* Required action *
Scan the data for lines with "aggregated" and report the count by itself.

* Data section *
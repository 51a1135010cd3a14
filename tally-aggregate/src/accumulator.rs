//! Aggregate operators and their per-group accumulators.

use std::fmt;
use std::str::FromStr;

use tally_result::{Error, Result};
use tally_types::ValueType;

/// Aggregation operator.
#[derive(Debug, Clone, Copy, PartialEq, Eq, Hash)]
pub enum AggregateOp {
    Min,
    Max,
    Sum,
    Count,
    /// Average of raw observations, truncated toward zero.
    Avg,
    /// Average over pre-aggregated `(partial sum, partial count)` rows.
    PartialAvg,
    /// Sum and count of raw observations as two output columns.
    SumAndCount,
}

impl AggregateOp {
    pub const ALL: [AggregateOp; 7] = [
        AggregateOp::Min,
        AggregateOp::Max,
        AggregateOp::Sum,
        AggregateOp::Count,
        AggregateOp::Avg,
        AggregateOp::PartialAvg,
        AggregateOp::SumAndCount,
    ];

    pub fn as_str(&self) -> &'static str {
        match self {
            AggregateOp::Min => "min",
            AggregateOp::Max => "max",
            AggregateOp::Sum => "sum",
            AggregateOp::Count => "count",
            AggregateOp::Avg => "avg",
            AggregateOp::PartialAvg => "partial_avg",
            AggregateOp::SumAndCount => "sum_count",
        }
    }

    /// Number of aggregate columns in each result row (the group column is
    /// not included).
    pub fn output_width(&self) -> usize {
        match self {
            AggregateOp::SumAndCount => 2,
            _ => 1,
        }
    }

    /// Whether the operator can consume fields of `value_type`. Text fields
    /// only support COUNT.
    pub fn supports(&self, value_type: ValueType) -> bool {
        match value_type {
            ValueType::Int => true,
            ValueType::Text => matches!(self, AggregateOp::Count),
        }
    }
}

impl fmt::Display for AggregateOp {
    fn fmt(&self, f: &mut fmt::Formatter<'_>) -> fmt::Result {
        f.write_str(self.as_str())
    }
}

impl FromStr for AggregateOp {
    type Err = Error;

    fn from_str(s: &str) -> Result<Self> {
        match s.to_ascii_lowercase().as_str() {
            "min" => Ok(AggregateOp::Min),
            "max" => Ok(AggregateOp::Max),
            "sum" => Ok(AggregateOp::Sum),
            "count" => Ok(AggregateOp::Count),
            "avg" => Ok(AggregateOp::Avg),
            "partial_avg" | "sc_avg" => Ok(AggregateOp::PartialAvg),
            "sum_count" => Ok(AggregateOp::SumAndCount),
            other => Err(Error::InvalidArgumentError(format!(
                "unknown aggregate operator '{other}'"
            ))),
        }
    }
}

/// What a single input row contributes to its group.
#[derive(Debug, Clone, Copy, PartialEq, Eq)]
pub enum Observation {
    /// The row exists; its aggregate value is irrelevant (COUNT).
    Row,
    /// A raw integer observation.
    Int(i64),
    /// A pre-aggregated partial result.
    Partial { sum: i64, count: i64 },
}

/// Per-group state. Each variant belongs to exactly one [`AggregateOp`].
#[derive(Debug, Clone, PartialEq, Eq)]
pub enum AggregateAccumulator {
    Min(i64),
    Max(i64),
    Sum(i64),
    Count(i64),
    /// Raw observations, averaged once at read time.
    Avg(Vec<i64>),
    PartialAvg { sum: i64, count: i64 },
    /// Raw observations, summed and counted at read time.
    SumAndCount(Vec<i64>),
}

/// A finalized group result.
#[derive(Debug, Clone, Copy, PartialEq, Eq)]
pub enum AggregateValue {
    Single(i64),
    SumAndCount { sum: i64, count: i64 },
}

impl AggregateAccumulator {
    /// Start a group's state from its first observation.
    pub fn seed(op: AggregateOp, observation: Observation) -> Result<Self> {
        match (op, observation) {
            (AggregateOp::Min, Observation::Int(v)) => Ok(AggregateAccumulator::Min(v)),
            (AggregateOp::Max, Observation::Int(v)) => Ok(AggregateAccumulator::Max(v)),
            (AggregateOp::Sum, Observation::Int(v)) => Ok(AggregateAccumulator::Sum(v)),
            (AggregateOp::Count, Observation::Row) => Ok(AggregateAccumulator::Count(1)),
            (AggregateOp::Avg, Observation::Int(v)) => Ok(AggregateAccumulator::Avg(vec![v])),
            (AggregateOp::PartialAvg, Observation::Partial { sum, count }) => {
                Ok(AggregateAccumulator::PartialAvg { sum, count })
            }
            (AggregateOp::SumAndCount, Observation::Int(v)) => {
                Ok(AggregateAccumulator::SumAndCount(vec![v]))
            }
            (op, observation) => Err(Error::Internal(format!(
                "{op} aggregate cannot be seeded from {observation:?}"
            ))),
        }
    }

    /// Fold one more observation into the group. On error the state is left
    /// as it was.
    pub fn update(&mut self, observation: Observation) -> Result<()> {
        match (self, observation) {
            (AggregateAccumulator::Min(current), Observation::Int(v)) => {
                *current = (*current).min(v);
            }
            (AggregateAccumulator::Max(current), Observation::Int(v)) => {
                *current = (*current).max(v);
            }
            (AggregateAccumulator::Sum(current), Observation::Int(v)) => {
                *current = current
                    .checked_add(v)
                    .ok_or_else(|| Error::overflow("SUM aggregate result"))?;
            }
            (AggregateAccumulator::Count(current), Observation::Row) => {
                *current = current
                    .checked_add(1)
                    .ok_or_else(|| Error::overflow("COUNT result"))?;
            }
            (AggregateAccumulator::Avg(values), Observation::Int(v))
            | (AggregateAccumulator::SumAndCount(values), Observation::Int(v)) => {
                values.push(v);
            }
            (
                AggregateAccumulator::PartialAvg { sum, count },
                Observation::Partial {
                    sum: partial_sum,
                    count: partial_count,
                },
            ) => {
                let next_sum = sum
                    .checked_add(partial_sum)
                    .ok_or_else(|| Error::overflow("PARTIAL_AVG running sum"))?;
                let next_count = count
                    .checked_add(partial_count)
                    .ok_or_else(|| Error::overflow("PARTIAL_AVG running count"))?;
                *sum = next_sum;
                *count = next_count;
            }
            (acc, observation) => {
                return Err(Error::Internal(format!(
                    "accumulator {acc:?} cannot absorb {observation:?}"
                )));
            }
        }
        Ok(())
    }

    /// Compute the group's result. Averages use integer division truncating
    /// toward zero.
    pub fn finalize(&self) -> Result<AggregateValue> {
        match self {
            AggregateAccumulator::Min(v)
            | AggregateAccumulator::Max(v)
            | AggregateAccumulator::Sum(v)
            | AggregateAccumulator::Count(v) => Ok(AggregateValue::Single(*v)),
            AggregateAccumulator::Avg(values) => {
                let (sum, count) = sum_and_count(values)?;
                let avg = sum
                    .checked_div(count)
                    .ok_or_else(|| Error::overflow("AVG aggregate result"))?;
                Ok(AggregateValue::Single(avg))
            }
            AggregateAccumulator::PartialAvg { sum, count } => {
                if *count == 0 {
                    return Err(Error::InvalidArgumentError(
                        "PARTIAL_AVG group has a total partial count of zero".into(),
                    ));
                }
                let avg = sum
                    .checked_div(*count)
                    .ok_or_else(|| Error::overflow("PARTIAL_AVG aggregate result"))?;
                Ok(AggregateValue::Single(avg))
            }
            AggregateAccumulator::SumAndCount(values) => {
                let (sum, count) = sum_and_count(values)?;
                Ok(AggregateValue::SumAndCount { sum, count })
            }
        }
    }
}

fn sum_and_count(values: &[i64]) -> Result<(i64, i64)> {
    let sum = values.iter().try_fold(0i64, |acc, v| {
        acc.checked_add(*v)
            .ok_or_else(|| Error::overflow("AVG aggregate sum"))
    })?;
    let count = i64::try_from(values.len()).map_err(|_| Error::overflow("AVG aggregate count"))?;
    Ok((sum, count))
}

* Worked solution *
2